I appreciate the verse in Matthew 24 when the Savior says, “Therefore be ye also ready: for in such an hour as ye think not the Son of man cometh.” (Matthew 24:19)
What is a great application of these passages? What would we be doing if and when the Savor comes? How should we be living?
While I am aware of the song “Live Like You Were Dying,” I think that perhaps there is more to life than skydiving and Rocky Mountain climbing.
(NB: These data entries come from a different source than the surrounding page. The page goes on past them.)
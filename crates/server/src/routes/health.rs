use axum::response::Json as ResponseJson;
use utils::response::ApiResponse;

pub async fn health_check() -> ResponseJson<ApiResponse<&'static str>> {
    ResponseJson(ApiResponse::success("OK"))
}
use std::time::Duration;

use db::{DBService, models::session::WorkshopSession, sea_orm::DbErr};
use server::{AppState, http};
use services::services::{config::load_config_from_file, storage::StorageError};
use thiserror::Error;
use tracing_subscriber::{EnvFilter, prelude::*};
use utils::assets::{asset_dir, config_path, storage_dir};

const SESSION_SWEEP_INTERVAL: Duration = Duration::from_secs(5 * 60);

#[derive(Debug, Error)]
pub enum ServerError {
    #[error(transparent)]
    Io(#[from] std::io::Error),
    #[error(transparent)]
    Database(#[from] DbErr),
    #[error(transparent)]
    Storage(#[from] StorageError),
}

#[tokio::main]
async fn main() -> Result<(), ServerError> {
    let log_level = std::env::var("RUST_LOG").unwrap_or_else(|_| "info".to_string());
    let filter_string = format!(
        "warn,server={level},services={level},db={level},utils={level}",
        level = log_level
    );
    let env_filter = EnvFilter::try_new(filter_string).expect("Failed to create tracing filter");
    tracing_subscriber::registry()
        .with(tracing_subscriber::fmt::layer().with_filter(env_filter))
        .init();

    if !asset_dir().exists() {
        std::fs::create_dir_all(asset_dir())?;
    }

    let config = load_config_from_file(&config_path()).await;
    let host = config.server.host.clone();
    let port = std::env::var("PORT")
        .ok()
        .and_then(|value| value.parse::<u16>().ok())
        .unwrap_or(config.server.port);

    let db = DBService::new().await?;
    let state = AppState::new(db, config, storage_dir())?;

    let shutdown = state.shutdown_token().clone();
    state.dispatcher().clone().spawn_worker(shutdown.clone());

    let sweep_conn = state.db().conn.clone();
    let sweep_shutdown = shutdown.clone();
    tokio::spawn(async move {
        loop {
            tokio::select! {
                _ = sweep_shutdown.cancelled() => break,
                _ = tokio::time::sleep(SESSION_SWEEP_INTERVAL) => {
                    match db::retry_on_db_busy(|| WorkshopSession::sweep_expired(&sweep_conn)).await {
                        Ok(0) => {}
                        Ok(removed) => tracing::info!(removed, "Swept expired sessions"),
                        Err(err) => tracing::warn!("Session sweep failed: {}", err),
                    }
                }
            }
        }
    });

    let app_router = http::router(state);
    let listener = tokio::net::TcpListener::bind(format!("{host}:{port}")).await?;
    tracing::info!("Listening on http://{}", listener.local_addr()?);

    axum::serve(listener, app_router)
        .with_graceful_shutdown(async move {
            let ctrl_c = tokio::signal::ctrl_c();
            tokio::select! {
                _ = ctrl_c => {}
                _ = shutdown.cancelled() => {}
            }
            shutdown.cancel();
            tracing::info!("Shutting down");
        })
        .await?;

    Ok(())
}
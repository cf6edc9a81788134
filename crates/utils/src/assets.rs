use directories::ProjectDirs;

const PROJECT_ROOT: &str = env!("CARGO_MANIFEST_DIR");
const ASSET_DIR_ENV: &str = "ORGANARIUM_ASSET_DIR";

/// Directory holding the database, config file and object-store buckets.
///
/// Resolution order: `ORGANARIUM_ASSET_DIR` env override, then a dev
/// directory inside the repo for debug builds, then the platform data dir.
pub fn asset_dir() -> std::path::PathBuf {
    if let Ok(override_dir) = std::env::var(ASSET_DIR_ENV) {
        let override_dir = override_dir.trim();
        if !override_dir.is_empty() {
            let path = std::path::PathBuf::from(override_dir);
            if !path.exists() {
                std::fs::create_dir_all(&path).expect("Failed to create asset directory");
            }
            return path;
        }
    }

    let path = if cfg!(debug_assertions) {
        std::path::PathBuf::from(PROJECT_ROOT).join("../../dev_assets")
    } else {
        ProjectDirs::from("org", "organarium", "organarium")
            .expect("OS didn't give us a home directory")
            .data_dir()
            .to_path_buf()
    };

    if !path.exists() {
        std::fs::create_dir_all(&path).expect("Failed to create asset directory");
    }

    path
}

pub fn config_path() -> std::path::PathBuf {
    asset_dir().join("config.json")
}

pub fn storage_dir() -> std::path::PathBuf {
    asset_dir().join("storage")
}
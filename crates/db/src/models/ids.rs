use sea_orm::{ColumnTrait, ConnectionTrait, DbErr, EntityTrait, QueryFilter, QuerySelect};
use uuid::Uuid;

use crate::entities::workshop;

pub async fn workshop_id_by_uuid<C: ConnectionTrait>(
    db: &C,
    uuid: Uuid,
) -> Result<Option<i64>, DbErr> {
    workshop::Entity::find()
        .select_only()
        .column(workshop::Column::Id)
        .filter(workshop::Column::Uuid.eq(uuid))
        .into_tuple()
        .one(db)
        .await
}

pub async fn workshop_uuid_by_id<C: ConnectionTrait>(
    db: &C,
    id: i64,
) -> Result<Option<Uuid>, DbErr> {
    workshop::Entity::find()
        .select_only()
        .column(workshop::Column::Uuid)
        .filter(workshop::Column::Id.eq(id))
        .into_tuple()
        .one(db)
        .await
}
I love the comment by C.S. Lewis for its simplicity and application in the face of calamity:
In one way we think a great deal too much of the atomic bomb. “How are we to live in an atomic age?” [one might ask]. I am tempted to reply: “Why, as you would have lived in the sixteenth century when the plague visited London almost every year, or as you would have lived in a Viking age when raiders from Scandinavia might land and cut your throat any night; or indeed, as you are already living in an age of cancer, an age of syphilis, an age of paralysis, an age of air raids, and age of railway accidents, an age of motor accidents.” In other words, do not let us begin by exaggerating the novelty of our situation. Believe me…you and all whom you love were already sentenced to death before the atomic bomb was invented: and quite a high percentage of us were going to die in unpleasant ways…It is perfectly ridiculous to go about whimpering and drawing long faces because the scientists have added one more chance of painful and premature death to a world which already bristled with such chances and in which death itself was not a chance at all, but a certainty…If we are all going to be destroyed by an atomic bomb, let that bomb when it comes find us doing sensible and human things — praying, working, teaching, reading, listening to music, bathing the children, playing tennis, chatting to our friends over a pint and a game of darts — not huddled together like frightened sheep and thinking about bombs. They may break our bodies (a microbe can do that) but they need not dominate our minds (C. S. Lewis, “On Living in an Atomic Age,” in Present Concerns, 73-74).